Brent Batten: Public sector union rhetoric bad for business

BRENT BATTEN

It’s hardly news that in the throes of the current economic downturn, the Naples News Media Group has eliminated jobs.

It has also reduced the pay of many still working,

At the same time it’s lowered some advertising rates and held others steady.

Those might be characterized as difficult but prudent steps to cope with the weak economy.

Unless you’re a leader of a public sector union.

Then such actions amount to making up a budget shortfall on the backs of the workers.

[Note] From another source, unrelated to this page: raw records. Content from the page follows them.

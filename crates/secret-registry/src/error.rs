//! Error types for the Registry.

use secret_registry_core::{RuleError, RuleKind};
use secret_registry_store::StoreError;
use thiserror::Error;

/// Errors that can occur during Registry operations.
#[derive(Debug, Error)]
pub enum RegistryError {
    /// The operation was rejected by a registry rule. Nothing was written.
    #[error("rule violation: {0}")]
    Rule(#[from] RuleError),

    /// Storage error.
    #[error("storage error: {0}")]
    Store(#[from] StoreError),

    /// Invalid configuration.
    #[error("configuration error: {0}")]
    Config(String),
}

impl RegistryError {
    /// The business-rule rejection, if this is one.
    pub fn rule(&self) -> Option<&RuleError> {
        match self {
            RegistryError::Rule(rule) => Some(rule),
            _ => None,
        }
    }

    /// The kind of the business-rule rejection, if this is one.
    pub fn rule_kind(&self) -> Option<RuleKind> {
        self.rule().map(RuleError::kind)
    }
}

/// Result type for Registry operations.
pub type Result<T> = std::result::Result<T, RegistryError>;
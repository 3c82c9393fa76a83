//! EventHub
//!
//! Event lifecycle and participant registration service. This library provides
//! the event and participant domain rules, durable JSON collections guarded by
//! a single writer, the services that tie the two together, and an HTTP API.

pub mod config;
pub mod database;
pub mod handlers;
pub mod models;
pub mod services;
pub mod utils;

// Re-export commonly used types
pub use config::Settings;
pub use utils::errors::{EventHubError, Result};

// Re-export main components for easy access
pub use database::DatabaseService;
pub use handlers::build_router;
pub use services::ServiceFactory;

/// Library version
pub const VERSION: &str = env!("CARGO_PKG_VERSION");

/// Library name
pub const NAME: &str = env!("CARGO_PKG_NAME");

/// Get library information
pub fn info() -> String {
    format!("{} v{}", NAME, VERSION)
}
//! Test data helpers for creating request payloads

use chrono::{DateTime, Duration, Utc};
use serde_json::{json, Value};

use eventhub::models::event::{CreateEventRequest, EventCategory, EventPriority};
use eventhub::models::participant::CreateParticipantRequest;

/// An event starting in a week with registration open until the day before
pub fn create_test_event_request(name: &str, capacity: i64) -> CreateEventRequest {
    let start = Utc::now() + Duration::days(7);
    CreateEventRequest {
        name: name.to_string(),
        description: "Monthly meetup".to_string(),
        status: None,
        category: EventCategory::Workshop,
        priority: EventPriority::Medium,
        start_date: start,
        end_date: start + Duration::hours(3),
        location: "Main hall".to_string(),
        capacity,
        organizer: "Community team".to_string(),
        registration_deadline: start - Duration::days(1),
    }
}

/// An event whose registration deadline has already passed
pub fn create_closed_event_request(name: &str) -> CreateEventRequest {
    let start = Utc::now() + Duration::days(1);
    CreateEventRequest {
        registration_deadline: Utc::now() - Duration::hours(1),
        start_date: start,
        end_date: start + Duration::hours(2),
        ..create_test_event_request(name, 10)
    }
}

pub fn create_test_participant_request(user_id: &str) -> CreateParticipantRequest {
    CreateParticipantRequest {
        user_id: user_id.to_string(),
        name: format!("Participant {}", user_id),
        email: format!("{}@example.com", user_id),
        phone: None,
        notes: None,
    }
}

/// Raw JSON body for `POST /event`
pub fn event_body(name: &str, capacity: i64) -> Value {
    let start = Utc::now() + Duration::days(7);
    json!({
        "name": name,
        "description": "Monthly meetup",
        "category": "WORKSHOP",
        "priority": "MEDIUM",
        "startDate": rfc3339(start),
        "endDate": rfc3339(start + Duration::hours(3)),
        "location": "Main hall",
        "capacity": capacity,
        "organizer": "Community team",
        "registrationDeadline": rfc3339(start - Duration::days(1)),
    })
}

/// Raw JSON body for `POST /event/:id/participant`
pub fn participant_body(user_id: &str) -> Value {
    json!({
        "userId": user_id,
        "name": format!("Participant {}", user_id),
        "email": format!("{}@example.com", user_id),
    })
}

fn rfc3339(at: DateTime<Utc>) -> String {
    at.to_rfc3339()
}
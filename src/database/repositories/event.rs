//! Event repository implementation

use std::sync::Arc;

use crate::database::service::WriteGuard;
use crate::database::store::{RecordStore, SharedStore};
use crate::models::event::Event;
use crate::utils::errors::Result;

#[derive(Clone)]
pub struct EventRepository {
    store: SharedStore<Event>,
}

impl EventRepository {
    pub fn new(store: Arc<dyn RecordStore<Event>>) -> Self {
        Self { store }
    }

    /// Load the whole collection
    pub async fn list(&self) -> Result<Vec<Event>> {
        self.store.load_all().await
    }

    /// Find event by ID
    pub async fn find_by_id(&self, id: &str) -> Result<Option<Event>> {
        let events = self.store.load_all().await?;
        Ok(events.into_iter().find(|event| event.id == id))
    }

    /// Replace the whole collection; only callable while holding the write lock
    pub async fn save_all(&self, _guard: &WriteGuard<'_>, events: &[Event]) -> Result<()> {
        self.store.save_all(events).await
    }

    pub fn collection(&self) -> &str {
        self.store.name()
    }
}

impl std::fmt::Debug for EventRepository {
    fn fmt(&self, f: &mut std::fmt::Formatter<'_>) -> std::fmt::Result {
        f.debug_struct("EventRepository")
            .field("collection", &self.collection())
            .finish()
    }
}
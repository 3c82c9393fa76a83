//! Logging configuration and setup
//!
//! This module provides logging initialization and structured logging utilities
//! for the EventHub application.

use tracing::{debug, error, info, warn};
use tracing_appender::non_blocking::WorkerGuard;
use tracing_appender::rolling::{RollingFileAppender, Rotation};
use tracing_subscriber::{layer::SubscriberExt, util::SubscriberInitExt, EnvFilter};

use crate::config::LoggingConfig;
use crate::utils::errors::{EventHubError, Result};

/// Initialize logging based on configuration.
///
/// The returned guard flushes the file writer on drop and must be held for the
/// lifetime of the process.
pub fn init_logging(config: &LoggingConfig) -> Result<WorkerGuard> {
    let file_appender = RollingFileAppender::builder()
        .rotation(Rotation::DAILY)
        .filename_prefix(&config.file_prefix)
        .build(&config.directory)
        .map_err(|e| {
            EventHubError::Config(format!(
                "Cannot open log directory {}: {}",
                config.directory, e
            ))
        })?;
    let (non_blocking, guard) = tracing_appender::non_blocking(file_appender);

    let filter = EnvFilter::try_from_default_env()
        .or_else(|_| EnvFilter::try_new(&config.level))
        .map_err(|e| EventHubError::Config(format!("Invalid log filter: {}", e)))?;

    let file_layer = tracing_subscriber::fmt::layer()
        .with_ansi(false)
        .with_writer(non_blocking);
    let registry = tracing_subscriber::registry().with(filter).with(file_layer);

    let installed = if config.json {
        registry
            .with(tracing_subscriber::fmt::layer().json().with_writer(std::io::stdout))
            .try_init()
    } else {
        registry
            .with(tracing_subscriber::fmt::layer().with_writer(std::io::stdout))
            .try_init()
    };
    installed.map_err(|e| EventHubError::Config(format!("Logging already initialized: {}", e)))?;

    info!("Logging initialized with level: {}", config.level);
    Ok(guard)
}

/// Log event management actions
pub fn log_event_action(event_id: &str, action: &str, details: Option<&str>) {
    info!(
        event_id = event_id,
        action = action,
        details = details,
        "Event action performed"
    );
}

/// Log participant lifecycle actions
pub fn log_participant_action(
    participant_id: &str,
    event_id: &str,
    action: &str,
    details: Option<&str>,
) {
    info!(
        participant_id = participant_id,
        event_id = event_id,
        action = action,
        details = details,
        "Participant action performed"
    );
}

/// Log business-rule rejections
pub fn log_rejection(operation: &str, target_id: &str, reason: &str) {
    warn!(
        operation = operation,
        target_id = target_id,
        reason = reason,
        "Operation rejected"
    );
}

/// Log storage operations
pub fn log_storage_operation(
    operation: &str,
    collection: &str,
    records: usize,
    duration_ms: u64,
    success: bool,
) {
    if success {
        debug!(
            operation = operation,
            collection = collection,
            records = records,
            duration_ms = duration_ms,
            "Storage operation completed"
        );
    } else {
        error!(
            operation = operation,
            collection = collection,
            records = records,
            duration_ms = duration_ms,
            "Storage operation failed"
        );
    }
}

#[cfg(test)]
mod tests {
    use super::*;
    use assert_matches::assert_matches;

    #[test]
    fn test_unusable_log_directory_is_config_error() {
        let dir = tempfile::tempdir().unwrap();
        let blocker = dir.path().join("not-a-dir");
        std::fs::write(&blocker, "file in the way").unwrap();

        let config = LoggingConfig {
            level: "info".to_string(),
            directory: blocker.join("logs").to_string_lossy().into_owned(),
            file_prefix: "eventhub.log".to_string(),
            json: false,
        };

        assert_matches!(
            init_logging(&config).err(),
            Some(EventHubError::Config(msg)) if msg.contains("log directory")
        );
    }
}
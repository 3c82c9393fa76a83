//! Response envelope shared by every HTTP handler

use axum::http::StatusCode;
use axum::response::{IntoResponse, Response};
use axum::Json;
use serde::Serialize;
use serde_json::Value;

#[derive(Serialize)]
pub struct ApiResponse<T>
where
    T: Serialize,
{
    pub success: bool,
    pub message: String,
    pub data: Option<T>,
}

#[derive(Serialize)]
pub struct ApiErrorBody {
    pub code: String,
    pub message: String,
    pub details: Option<Value>,
}

#[derive(Serialize)]
pub struct ApiErrorResponse {
    pub success: bool,
    pub error: ApiErrorBody,
}

pub fn success<T>(data: T, message: impl Into<String>) -> Response
where
    T: Serialize,
{
    with_status(StatusCode::OK, data, message)
}

pub fn created<T>(data: T, message: impl Into<String>) -> Response
where
    T: Serialize,
{
    with_status(StatusCode::CREATED, data, message)
}

/// `data` is serialized as an explicit `null`
pub fn empty_success(message: impl Into<String>) -> Response {
    let body: ApiResponse<()> = ApiResponse {
        success: true,
        message: message.into(),
        data: None,
    };
    (StatusCode::OK, Json(body)).into_response()
}

pub fn error(
    code: &str,
    message: impl Into<String>,
    details: Option<Value>,
    status: StatusCode,
) -> Response {
    let body = ApiErrorResponse {
        success: false,
        error: ApiErrorBody {
            code: code.to_string(),
            message: message.into(),
            details,
        },
    };

    (status, Json(body)).into_response()
}

fn with_status<T>(status: StatusCode, data: T, message: impl Into<String>) -> Response
where
    T: Serialize,
{
    let body = ApiResponse {
        success: true,
        message: message.into(),
        data: Some(data),
    };
    (status, Json(body)).into_response()
}
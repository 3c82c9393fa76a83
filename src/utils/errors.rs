//! Error handling for EventHub
//!
//! This module defines the main error type used throughout the application
//! and maps every variant onto a stable machine-readable code and HTTP status.

use axum::http::StatusCode;
use axum::response::{IntoResponse, Response};
use thiserror::Error;
use tracing::{error, info, warn};

use crate::models::participant::ParticipantStatus;
use crate::utils::response::error as error_response;

/// Main error type for EventHub
#[derive(Error, Debug)]
pub enum EventHubError {
    #[error("Validation error: {0}")]
    Validation(String),

    #[error("Conflict: {0}")]
    Conflict(String),

    #[error("Event not found: {event_id}")]
    EventNotFound { event_id: String },

    #[error("Participant not found: {participant_id}")]
    ParticipantNotFound { participant_id: String },

    #[error("Event {event_id} is full (capacity {capacity})")]
    CapacityExceeded { event_id: String, capacity: u32 },

    #[error("Registration is closed for event {event_id}")]
    RegistrationClosed { event_id: String },

    #[error("Invalid state transition: {from} -> {to}")]
    InvalidStateTransition {
        from: ParticipantStatus,
        to: ParticipantStatus,
    },

    #[error("Storage error: {0}")]
    Storage(String),

    #[error("Serialization error: {0}")]
    Serialization(#[from] serde_json::Error),

    #[error("I/O error: {0}")]
    Io(#[from] std::io::Error),

    #[error("Configuration error: {0}")]
    Config(String),

    #[error("Configuration load error: {0}")]
    ConfigLoad(#[from] config::ConfigError),
}

/// Result type alias for EventHub operations
pub type Result<T> = std::result::Result<T, EventHubError>;

impl EventHubError {
    /// Check if the error is recoverable by retrying the same operation
    pub fn is_recoverable(&self) -> bool {
        match self {
            EventHubError::Io(_) => true,
            EventHubError::Storage(_) => true,
            EventHubError::Validation(_)
            | EventHubError::Conflict(_)
            | EventHubError::EventNotFound { .. }
            | EventHubError::ParticipantNotFound { .. }
            | EventHubError::CapacityExceeded { .. }
            | EventHubError::RegistrationClosed { .. }
            | EventHubError::InvalidStateTransition { .. }
            | EventHubError::Serialization(_)
            | EventHubError::Config(_)
            | EventHubError::ConfigLoad(_) => false,
        }
    }

    /// Get error severity level
    pub fn severity(&self) -> ErrorSeverity {
        match self {
            EventHubError::Storage(_) => ErrorSeverity::Critical,
            EventHubError::Serialization(_) => ErrorSeverity::Critical,
            EventHubError::Config(_) | EventHubError::ConfigLoad(_) => ErrorSeverity::Critical,
            EventHubError::Io(_) => ErrorSeverity::Error,
            EventHubError::Conflict(_)
            | EventHubError::CapacityExceeded { .. }
            | EventHubError::RegistrationClosed { .. }
            | EventHubError::InvalidStateTransition { .. } => ErrorSeverity::Warning,
            _ => ErrorSeverity::Info,
        }
    }

    /// Stable machine-readable error kind
    pub fn code(&self) -> &'static str {
        match self {
            EventHubError::Validation(_) => "VALIDATION_ERROR",
            EventHubError::Conflict(_) => "CONFLICT",
            EventHubError::EventNotFound { .. } | EventHubError::ParticipantNotFound { .. } => {
                "NOT_FOUND"
            }
            EventHubError::CapacityExceeded { .. } => "CAPACITY_EXCEEDED",
            EventHubError::RegistrationClosed { .. } => "REGISTRATION_CLOSED",
            EventHubError::InvalidStateTransition { .. } => "INVALID_STATE_TRANSITION",
            EventHubError::Storage(_) | EventHubError::Serialization(_) | EventHubError::Io(_) => {
                "STORAGE_ERROR"
            }
            EventHubError::Config(_) | EventHubError::ConfigLoad(_) => "CONFIG_ERROR",
        }
    }

    pub fn status_code(&self) -> StatusCode {
        match self {
            EventHubError::Validation(_) => StatusCode::BAD_REQUEST,
            EventHubError::EventNotFound { .. } | EventHubError::ParticipantNotFound { .. } => {
                StatusCode::NOT_FOUND
            }
            EventHubError::Conflict(_)
            | EventHubError::CapacityExceeded { .. }
            | EventHubError::RegistrationClosed { .. }
            | EventHubError::InvalidStateTransition { .. } => StatusCode::CONFLICT,
            EventHubError::Storage(_)
            | EventHubError::Serialization(_)
            | EventHubError::Io(_)
            | EventHubError::Config(_)
            | EventHubError::ConfigLoad(_) => StatusCode::INTERNAL_SERVER_ERROR,
        }
    }

    /// Message safe to show to API clients
    pub fn public_message(&self) -> String {
        match self.severity() {
            ErrorSeverity::Critical | ErrorSeverity::Error => {
                "An internal storage error occurred".to_string()
            }
            _ => self.to_string(),
        }
    }

    fn log(&self) {
        match self.severity() {
            ErrorSeverity::Info => info!(code = self.code(), error = %self, "Request rejected"),
            ErrorSeverity::Warning => warn!(code = self.code(), error = %self, "Request rejected"),
            ErrorSeverity::Error | ErrorSeverity::Critical => {
                error!(code = self.code(), error = ?self, severity = %self.severity(), "Internal error")
            }
        }
    }
}

impl IntoResponse for EventHubError {
    fn into_response(self) -> Response {
        self.log();
        error_response(self.code(), self.public_message(), None, self.status_code())
    }
}

/// Error severity levels
#[derive(Debug, Clone, Copy, PartialEq, Eq)]
pub enum ErrorSeverity {
    Info,
    Warning,
    Error,
    Critical,
}

impl std::fmt::Display for ErrorSeverity {
    fn fmt(&self, f: &mut std::fmt::Formatter<'_>) -> std::fmt::Result {
        match self {
            ErrorSeverity::Info => write!(f, "INFO"),
            ErrorSeverity::Warning => write!(f, "WARN"),
            ErrorSeverity::Error => write!(f, "ERROR"),
            ErrorSeverity::Critical => write!(f, "CRITICAL"),
        }
    }
}
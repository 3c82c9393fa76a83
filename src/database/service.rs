//! Database service layer
//!
//! Bundles both collections behind one write lock. Every mutating operation
//! holds the lock for its whole load -> validate -> save cycle, which makes
//! read-modify-write of the shared collections race free.

use std::sync::Arc;

use tokio::sync::{Mutex, MutexGuard};
use tracing::{error, info};

use crate::config::StorageConfig;
use crate::database::store::{JsonFileStore, MemoryStore, RecordStore};
use crate::database::{EventRepository, ParticipantRepository};
use crate::models::{Event, Participant};
use crate::utils::errors::Result;

#[derive(Debug, Clone)]
pub struct DatabaseService {
    pub events: EventRepository,
    pub participants: ParticipantRepository,
    write_lock: Arc<Mutex<()>>,
}

/// Proof that the caller holds the single writer slot.
///
/// Only [`DatabaseService::lock_writes`] hands these out, and every
/// collection write demands one.
pub struct WriteGuard<'a> {
    _slot: MutexGuard<'a, ()>,
}

impl DatabaseService {
    pub fn new(
        events: Arc<dyn RecordStore<Event>>,
        participants: Arc<dyn RecordStore<Participant>>,
    ) -> Self {
        Self {
            events: EventRepository::new(events),
            participants: ParticipantRepository::new(participants),
            write_lock: Arc::new(Mutex::new(())),
        }
    }

    /// JSON file collections as described by the storage configuration
    pub fn from_config(config: &StorageConfig) -> Self {
        let events = JsonFileStore::<Event>::new(
            config.events_path(),
            config.max_retries,
            config.retry_backoff(),
        );
        let participants = JsonFileStore::<Participant>::new(
            config.participants_path(),
            config.max_retries,
            config.retry_backoff(),
        );
        info!(
            events = %events.path().display(),
            participants = %participants.path().display(),
            "Using JSON file storage"
        );

        Self::new(Arc::new(events), Arc::new(participants))
    }

    pub fn in_memory() -> Self {
        Self::new(
            Arc::new(MemoryStore::<Event>::new("events")),
            Arc::new(MemoryStore::<Participant>::new("participants")),
        )
    }

    /// Wait for the single writer slot
    pub async fn lock_writes(&self) -> WriteGuard<'_> {
        WriteGuard {
            _slot: self.write_lock.lock().await,
        }
    }

    /// Persist both collections as one unit.
    ///
    /// Participants are written first. If the event write then fails, the
    /// participant collection is put back to `participants_before`.
    pub async fn save_both(
        &self,
        guard: &WriteGuard<'_>,
        participants: &[Participant],
        participants_before: &[Participant],
        events: &[Event],
    ) -> Result<()> {
        self.participants.save_all(guard, participants).await?;

        if let Err(e) = self.events.save_all(guard, events).await {
            if let Err(rollback) = self.participants.save_all(guard, participants_before).await {
                error!(
                    error = %e,
                    rollback_error = %rollback,
                    "Failed to restore participants after event write failure"
                );
            } else {
                error!(error = %e, "Event write failed, participant changes rolled back");
            }
            return Err(e);
        }

        Ok(())
    }

    /// Check both collections can be read
    pub async fn health_check(&self) -> Result<()> {
        futures::try_join!(self.events.list(), self.participants.list())?;
        Ok(())
    }
}
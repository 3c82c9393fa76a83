//! Database repositories module
//!
//! Each repository is the single owner of one logical collection; every read
//! and write of that collection goes through it.

pub mod event;
pub mod participant;

// Re-export repositories
pub use event::EventRepository;
pub use participant::ParticipantRepository;
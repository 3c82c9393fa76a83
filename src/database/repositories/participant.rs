//! Participant repository implementation

use std::sync::Arc;

use crate::database::service::WriteGuard;
use crate::database::store::{RecordStore, SharedStore};
use crate::models::participant::Participant;
use crate::utils::errors::Result;

#[derive(Clone)]
pub struct ParticipantRepository {
    store: SharedStore<Participant>,
}

impl ParticipantRepository {
    pub fn new(store: Arc<dyn RecordStore<Participant>>) -> Self {
        Self { store }
    }

    /// Load the whole collection
    pub async fn list(&self) -> Result<Vec<Participant>> {
        self.store.load_all().await
    }

    /// Find participant by ID
    pub async fn find_by_id(&self, id: &str) -> Result<Option<Participant>> {
        let participants = self.store.load_all().await?;
        Ok(participants.into_iter().find(|p| p.id == id))
    }

    /// Get participants registered against an event, oldest registration first
    pub async fn find_by_event(&self, event_id: &str) -> Result<Vec<Participant>> {
        let mut participants: Vec<Participant> = self
            .store
            .load_all()
            .await?
            .into_iter()
            .filter(|p| p.event_id == event_id)
            .collect();
        participants.sort_by_key(|p| p.registered_at.unwrap_or(p.created_at));
        Ok(participants)
    }

    /// Replace the whole collection; only callable while holding the write lock
    pub async fn save_all(&self, _guard: &WriteGuard<'_>, participants: &[Participant]) -> Result<()> {
        self.store.save_all(participants).await
    }

    pub fn collection(&self) -> &str {
        self.store.name()
    }
}

impl std::fmt::Debug for ParticipantRepository {
    fn fmt(&self, f: &mut std::fmt::Formatter<'_>) -> std::fmt::Result {
        f.debug_struct("ParticipantRepository")
            .field("collection", &self.collection())
            .finish()
    }
}
use std::sync::Arc;

use axum::extract::State;
use axum::response::Response;
use serde::Serialize;

use crate::services::ServiceFactory;
use crate::utils::errors::Result;
use crate::utils::response::success;

#[derive(Serialize)]
struct HealthPayload {
    status: &'static str,
    service: &'static str,
    version: &'static str,
}

/// GET /health
pub async fn health_check(State(services): State<Arc<ServiceFactory>>) -> Result<Response> {
    services.health_check().await?;

    let payload = HealthPayload {
        status: "ok",
        service: crate::NAME,
        version: crate::VERSION,
    };
    Ok(success(payload, "Health check successful"))
}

In announcing a lawsuit over changes to the state retirement system filed against Gov. Rick Scott and other top officials, Andy Ford, president of the Florida Education Association, said, “This pay cut was used by legislative leadership to make up a budget shortfall on the backs of teachers, law-enforcement officers, firefighters and other state workers.”

For any enterprise that employees people, salary and benefits are the biggest expense. Budget shortfalls are almost certain to be made up there. Ford doesn’t say where, exactly, the state should make up its budget shortfall if not through cutting personnel costs, but Mark Castellano, president of the Teachers Association of Lee County, made a point to say that the amount the state is saving by making public employees contribute 3 percent of their salary to their retirement system is about the same amount the state is supposedly “giving” companies in the way of corporate tax breaks.

The lawsuit may or may not prove successful for state employees. It claims the employees’ participation in the state retirement system amounts to a contractual relationship and the change violates that contract. A judge can sort out that legal question and others raised in the suit.

But it is a dangerous tendency of the political left to characterize business as the enemy.

If a newspaper lowers an advertising rate in a tough economy, it isn’t to enrich those advertisers while employees bear the brunt of the reduced revenue. It is to try to attract more advertisers and to entice existing ones to advertise more. It might just be the difference between an advertiser staying or leaving the paper to seek alternatives. It may be the difference between an advertiser staying in business, surviving to advertise another day. The ultimate goal is to maximize ad revenue.

Advertisers, after all, pay the bills.

In the state of Florida, businesses pay the bills. They sell the goods and services that are subject to the sales tax, the state’s primary source of income. They employ people who in turn have money to spend. The use of that money generates revenue for the state. Without business there wouldn’t be jobs. Without jobs, there wouldn’t be economic activity. Without economic activity, there would be a budget shortfall bigger than the one we’re facing now.

As counterintuitive as it may sound, tax breaks are a means of maximizing tax revenue.

Even now, Collier County is considering giving medical device manufacturer Arthrex incentives worth millions of dollars to expand in Collier County. This after years in which county employee numbers have been cut and salaries reduced. Is it fair to say Collier County balanced its budget shortfall on the backs of its workers so it could give money to Arthrex?

Businesses can locate wherever they want. Incentives are a way to attract them and the economic activity they generate.

All sorts have people have had to cope with reduced income in the current recession.

No one is happy to see state employees placed in that same predicament, but let’s not make business the villain.

Connect with Brent Batten at naplesnews.com/staff/brent_batten

© 2011 marconews.com. All rights reserved. This material may not be published, broadcast, rewritten or redistributed.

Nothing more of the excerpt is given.